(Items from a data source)
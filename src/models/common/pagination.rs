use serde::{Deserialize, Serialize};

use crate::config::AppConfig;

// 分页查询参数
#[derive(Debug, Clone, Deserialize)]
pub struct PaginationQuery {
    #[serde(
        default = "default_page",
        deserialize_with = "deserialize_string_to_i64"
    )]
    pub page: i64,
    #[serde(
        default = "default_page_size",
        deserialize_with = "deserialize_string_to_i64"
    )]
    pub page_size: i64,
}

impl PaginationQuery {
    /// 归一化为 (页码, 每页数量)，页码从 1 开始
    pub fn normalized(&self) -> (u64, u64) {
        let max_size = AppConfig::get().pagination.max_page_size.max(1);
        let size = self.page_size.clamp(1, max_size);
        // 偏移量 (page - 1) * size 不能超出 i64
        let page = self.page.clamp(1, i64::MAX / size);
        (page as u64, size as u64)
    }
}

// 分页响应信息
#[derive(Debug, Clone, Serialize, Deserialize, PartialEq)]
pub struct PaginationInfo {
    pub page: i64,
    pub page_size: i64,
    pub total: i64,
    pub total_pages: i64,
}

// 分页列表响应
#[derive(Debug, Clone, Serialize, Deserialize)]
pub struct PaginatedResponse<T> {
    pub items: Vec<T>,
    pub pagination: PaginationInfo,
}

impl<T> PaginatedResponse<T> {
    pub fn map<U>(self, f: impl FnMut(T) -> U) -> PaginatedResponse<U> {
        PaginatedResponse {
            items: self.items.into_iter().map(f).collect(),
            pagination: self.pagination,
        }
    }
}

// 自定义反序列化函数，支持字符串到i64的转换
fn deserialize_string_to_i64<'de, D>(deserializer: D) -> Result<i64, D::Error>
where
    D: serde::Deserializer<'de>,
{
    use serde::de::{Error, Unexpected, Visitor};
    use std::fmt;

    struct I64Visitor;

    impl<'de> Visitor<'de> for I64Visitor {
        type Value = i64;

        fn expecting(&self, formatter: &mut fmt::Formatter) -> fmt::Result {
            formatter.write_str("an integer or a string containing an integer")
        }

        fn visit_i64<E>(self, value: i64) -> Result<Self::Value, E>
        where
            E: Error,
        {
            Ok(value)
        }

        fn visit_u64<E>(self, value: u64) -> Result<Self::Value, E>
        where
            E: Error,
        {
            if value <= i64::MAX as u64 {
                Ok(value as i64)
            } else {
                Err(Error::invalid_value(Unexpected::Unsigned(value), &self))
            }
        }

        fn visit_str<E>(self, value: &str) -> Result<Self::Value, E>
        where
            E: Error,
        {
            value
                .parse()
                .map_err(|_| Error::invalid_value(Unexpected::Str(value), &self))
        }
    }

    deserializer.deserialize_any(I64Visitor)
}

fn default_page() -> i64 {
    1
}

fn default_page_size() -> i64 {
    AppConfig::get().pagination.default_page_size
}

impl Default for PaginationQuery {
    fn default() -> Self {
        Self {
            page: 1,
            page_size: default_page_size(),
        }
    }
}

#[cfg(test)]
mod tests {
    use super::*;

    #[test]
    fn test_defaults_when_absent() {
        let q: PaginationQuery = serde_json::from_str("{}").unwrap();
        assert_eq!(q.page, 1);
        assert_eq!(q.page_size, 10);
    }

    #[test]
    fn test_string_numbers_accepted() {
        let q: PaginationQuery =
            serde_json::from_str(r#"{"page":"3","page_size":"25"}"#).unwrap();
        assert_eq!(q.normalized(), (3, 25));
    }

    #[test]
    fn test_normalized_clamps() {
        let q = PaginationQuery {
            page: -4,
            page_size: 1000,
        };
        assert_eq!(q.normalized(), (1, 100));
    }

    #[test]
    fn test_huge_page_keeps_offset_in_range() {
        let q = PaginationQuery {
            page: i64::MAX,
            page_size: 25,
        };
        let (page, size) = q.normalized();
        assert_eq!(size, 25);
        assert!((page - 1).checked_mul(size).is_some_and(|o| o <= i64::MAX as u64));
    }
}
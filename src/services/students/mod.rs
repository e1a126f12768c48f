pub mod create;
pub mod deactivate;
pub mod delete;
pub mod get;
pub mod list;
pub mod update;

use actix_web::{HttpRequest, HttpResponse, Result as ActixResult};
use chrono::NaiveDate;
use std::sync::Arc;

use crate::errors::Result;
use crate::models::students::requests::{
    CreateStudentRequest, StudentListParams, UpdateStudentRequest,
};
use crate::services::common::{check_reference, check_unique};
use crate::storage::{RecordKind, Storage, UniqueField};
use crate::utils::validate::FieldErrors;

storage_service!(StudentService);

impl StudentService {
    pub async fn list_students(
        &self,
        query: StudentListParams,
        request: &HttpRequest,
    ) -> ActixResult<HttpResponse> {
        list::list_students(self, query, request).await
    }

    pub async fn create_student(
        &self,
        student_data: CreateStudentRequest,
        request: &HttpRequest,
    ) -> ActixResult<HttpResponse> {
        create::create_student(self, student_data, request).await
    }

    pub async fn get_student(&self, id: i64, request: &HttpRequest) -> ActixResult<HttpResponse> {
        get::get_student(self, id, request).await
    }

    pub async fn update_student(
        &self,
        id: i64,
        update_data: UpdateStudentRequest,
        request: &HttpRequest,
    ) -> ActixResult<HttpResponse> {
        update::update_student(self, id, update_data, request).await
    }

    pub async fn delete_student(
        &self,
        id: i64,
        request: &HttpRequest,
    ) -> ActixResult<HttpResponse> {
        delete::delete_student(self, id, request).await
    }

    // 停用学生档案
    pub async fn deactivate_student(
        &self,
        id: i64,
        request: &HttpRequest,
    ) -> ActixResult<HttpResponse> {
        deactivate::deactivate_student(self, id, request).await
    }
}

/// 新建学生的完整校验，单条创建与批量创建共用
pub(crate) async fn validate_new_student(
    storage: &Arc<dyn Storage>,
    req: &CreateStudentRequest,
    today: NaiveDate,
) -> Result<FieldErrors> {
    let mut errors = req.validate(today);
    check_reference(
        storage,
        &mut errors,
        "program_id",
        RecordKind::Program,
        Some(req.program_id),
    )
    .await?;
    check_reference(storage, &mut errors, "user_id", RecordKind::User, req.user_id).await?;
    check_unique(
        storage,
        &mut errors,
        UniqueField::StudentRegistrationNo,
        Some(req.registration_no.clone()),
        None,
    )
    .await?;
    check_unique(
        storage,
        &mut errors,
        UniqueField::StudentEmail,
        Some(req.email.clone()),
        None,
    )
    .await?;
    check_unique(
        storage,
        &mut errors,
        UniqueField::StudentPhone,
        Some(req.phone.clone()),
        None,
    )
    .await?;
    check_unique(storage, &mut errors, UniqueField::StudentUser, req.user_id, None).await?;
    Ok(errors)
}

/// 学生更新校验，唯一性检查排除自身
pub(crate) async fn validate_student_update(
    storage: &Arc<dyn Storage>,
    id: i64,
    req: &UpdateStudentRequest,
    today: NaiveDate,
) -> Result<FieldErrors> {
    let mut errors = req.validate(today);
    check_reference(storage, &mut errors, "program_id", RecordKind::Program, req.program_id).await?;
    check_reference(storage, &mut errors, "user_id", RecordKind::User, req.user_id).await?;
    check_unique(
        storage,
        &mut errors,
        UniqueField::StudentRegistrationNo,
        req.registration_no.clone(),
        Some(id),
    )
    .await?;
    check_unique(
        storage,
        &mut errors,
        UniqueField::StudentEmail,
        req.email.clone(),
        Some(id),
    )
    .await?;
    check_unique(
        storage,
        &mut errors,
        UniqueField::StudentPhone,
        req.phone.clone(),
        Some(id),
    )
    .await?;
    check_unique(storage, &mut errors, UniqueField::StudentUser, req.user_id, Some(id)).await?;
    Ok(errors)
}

The problem:
Could you copy out all of the records above exactly?

Answer for the task:
filename src/models/common/pagination.rs
use serde::{Deserialize, Serialize};

use crate::config::AppConfig;

// 分页查询参数
#[derive(Debug, Clone, Deserialize)]
pub struct PaginationQuery {
    #[serde(
        default = "default_page",
        deserialize_with = "deserialize_string_to_i64"
    )]
    pub page: i64,
    #[serde(
        default = "default_page_size",
        deserialize_with = "deserialize_string_to_i64"
    )]
    pub page_size: i64,
}

impl PaginationQuery {
    /// 归一化为 (页码, 每页数量)，页码从 1 开始
    pub fn normalized(&self) -> (u64, u64) {
        let max_size = AppConfig::get().pagination.max_page_size.max(1);
        let size = self.page_size.clamp(1, max_size);
        // 偏移量 (page - 1) * size 不能超出 i64
        let page = self.page.clamp(1, i64::MAX / size);
        (page as u64, size as u64)
    }
}

// 分页响应信息
#[derive(Debug, Clone, Serialize, Deserialize, PartialEq)]
pub struct PaginationInfo {
    pub page: i64,
    pub page_size: i64,
    pub total: i64,
    pub total_pages: i64,
}

// 分页列表响应
#[derive(Debug, Clone, Serialize, Deserialize)]
pub struct PaginatedResponse<T> {
    pub items: Vec<T>,
    pub pagination: PaginationInfo,
}

impl<T> PaginatedResponse<T> {
    pub fn map<U>(self, f: impl FnMut(T) -> U) -> PaginatedResponse<U> {
        PaginatedResponse {
            items: self.items.into_iter().map(f).collect(),
            pagination: self.pagination,
        }
    }
}

// 自定义反序列化函数，支持字符串到i64的转换
fn deserialize_string_to_i64<'de, D>(deserializer: D) -> Result<i64, D::Error>
where
    D: serde::Deserializer<'de>,
{
    use serde::de::{Error, Unexpected, Visitor};
    use std::fmt;

    struct I64Visitor;

    impl<'de> Visitor<'de> for I64Visitor {
        type Value = i64;

        fn expecting(&self, formatter: &mut fmt::Formatter) -> fmt::Result {
            formatter.write_str("an integer or a string containing an integer")
        }

        fn visit_i64<E>(self, value: i64) -> Result<Self::Value, E>
        where
            E: Error,
        {
            Ok(value)
        }

        fn visit_u64<E>(self, value: u64) -> Result<Self::Value, E>
        where
            E: Error,
        {
            if value <= i64::MAX as u64 {
                Ok(value as i64)
            } else {
                Err(Error::invalid_value(Unexpected::Unsigned(value), &self))
            }
        }

        fn visit_str<E>(self, value: &str) -> Result<Self::Value, E>
        where
            E: Error,
        {
            value
                .parse()
                .map_err(|_| Error::invalid_value(Unexpected::Str(value), &self))
        }
    }

    deserializer.deserialize_any(I64Visitor)
}

fn default_page() -> i64 {
    1
}

fn default_page_size() -> i64 {
    AppConfig::get().pagination.default_page_size
}

impl Default for PaginationQuery {
    fn default() -> Self {
        Self {
            page: 1,
            page_size: default_page_size(),
        }
    }
}

#[cfg(test)]
mod tests {
    use super::*;

    #[test]
    fn test_defaults_when_absent() {
        let q: PaginationQuery = serde_json::from_str("{}").unwrap();
        assert_eq!(q.page, 1);
        assert_eq!(q.page_size, 10);
    }

    #[test]
    fn test_string_numbers_accepted() {
        let q: PaginationQuery =
            serde_json::from_str(r#"{"page":"3","page_size":"25"}"#).unwrap();
        assert_eq!(q.normalized(), (3, 25));
    }

    #[test]
    fn test_normalized_clamps() {
        let q = PaginationQuery {
            page: -4,
            page_size: 1000,
        };
        assert_eq!(q.normalized(), (1, 100));
    }

    #[test]
    fn test_huge_page_keeps_offset_in_range() {
        let q = PaginationQuery {
            page: i64::MAX,
            page_size: 25,
        };
        let (page, size) = q.normalized();
        assert_eq!(size, 25);
        assert!((page - 1).checked_mul(size).is_some_and(|o| o <= i64::MAX as u64));
    }
}
filename src/services/students/mod.rs
repository e1a126f12768c48f
pub mod create;
pub mod deactivate;
pub mod delete;
pub mod get;
pub mod list;
pub mod update;

use actix_web::{HttpRequest, HttpResponse, Result as ActixResult};
use chrono::NaiveDate;
use std::sync::Arc;

use crate::errors::Result;
use crate::models::students::requests::{
    CreateStudentRequest, StudentListParams, UpdateStudentRequest,
};
use crate::services::common::{check_reference, check_unique};
use crate::storage::{RecordKind, Storage, UniqueField};
use crate::utils::validate::FieldErrors;

storage_service!(StudentService);

impl StudentService {
    pub async fn list_students(
        &self,
        query: StudentListParams,
        request: &HttpRequest,
    ) -> ActixResult<HttpResponse> {
        list::list_students(self, query, request).await
    }

    pub async fn create_student(
        &self,
        student_data: CreateStudentRequest,
        request: &HttpRequest,
    ) -> ActixResult<HttpResponse> {
        create::create_student(self, student_data, request).await
    }

    pub async fn get_student(&self, id: i64, request: &HttpRequest) -> ActixResult<HttpResponse> {
        get::get_student(self, id, request).await
    }

    pub async fn update_student(
        &self,
        id: i64,
        update_data: UpdateStudentRequest,
        request: &HttpRequest,
    ) -> ActixResult<HttpResponse> {
        update::update_student(self, id, update_data, request).await
    }

    pub async fn delete_student(
        &self,
        id: i64,
        request: &HttpRequest,
    ) -> ActixResult<HttpResponse> {
        delete::delete_student(self, id, request).await
    }

    // 停用学生档案
    pub async fn deactivate_student(
        &self,
        id: i64,
        request: &HttpRequest,
    ) -> ActixResult<HttpResponse> {
        deactivate::deactivate_student(self, id, request).await
    }
}

/// 新建学生的完整校验，单条创建与批量创建共用
pub(crate) async fn validate_new_student(
    storage: &Arc<dyn Storage>,
    req: &CreateStudentRequest,
    today: NaiveDate,
) -> Result<FieldErrors> {
    let mut errors = req.validate(today);
    check_reference(
        storage,
        &mut errors,
        "program_id",
        RecordKind::Program,
        Some(req.program_id),
    )
    .await?;
    check_reference(storage, &mut errors, "user_id", RecordKind::User, req.user_id).await?;
    check_unique(
        storage,
        &mut errors,
        UniqueField::StudentRegistrationNo,
        Some(req.registration_no.clone()),
        None,
    )
    .await?;
    check_unique(
        storage,
        &mut errors,
        UniqueField::StudentEmail,
        Some(req.email.clone()),
        None,
    )
    .await?;
    check_unique(
        storage,
        &mut errors,
        UniqueField::StudentPhone,
        Some(req.phone.clone()),
        None,
    )
    .await?;
    check_unique(storage, &mut errors, UniqueField::StudentUser, req.user_id, None).await?;
    Ok(errors)
}

/// 学生更新校验，唯一性检查排除自身
pub(crate) async fn validate_student_update(
    storage: &Arc<dyn Storage>,
    id: i64,
    req: &UpdateStudentRequest,
    today: NaiveDate,
) -> Result<FieldErrors> {
    let mut errors = req.validate(today);
    check_reference(storage, &mut errors, "program_id", RecordKind::Program, req.program_id).await?;
    check_reference(storage, &mut errors, "user_id", RecordKind::User, req.user_id).await?;
    check_unique(
        storage,
        &mut errors,
        UniqueField::StudentRegistrationNo,
        req.registration_no.clone(),
        Some(id),
    )
    .await?;
    check_unique(
        storage,
        &mut errors,
        UniqueField::StudentEmail,
        req.email.clone(),
        Some(id),
    )
    .await?;
    check_unique(
        storage,
        &mut errors,
        UniqueField::StudentPhone,
        req.phone.clone(),
        Some(id),
    )
    .await?;
    check_unique(storage, &mut errors, UniqueField::StudentUser, req.user_id, Some(id)).await?;
    Ok(errors)
}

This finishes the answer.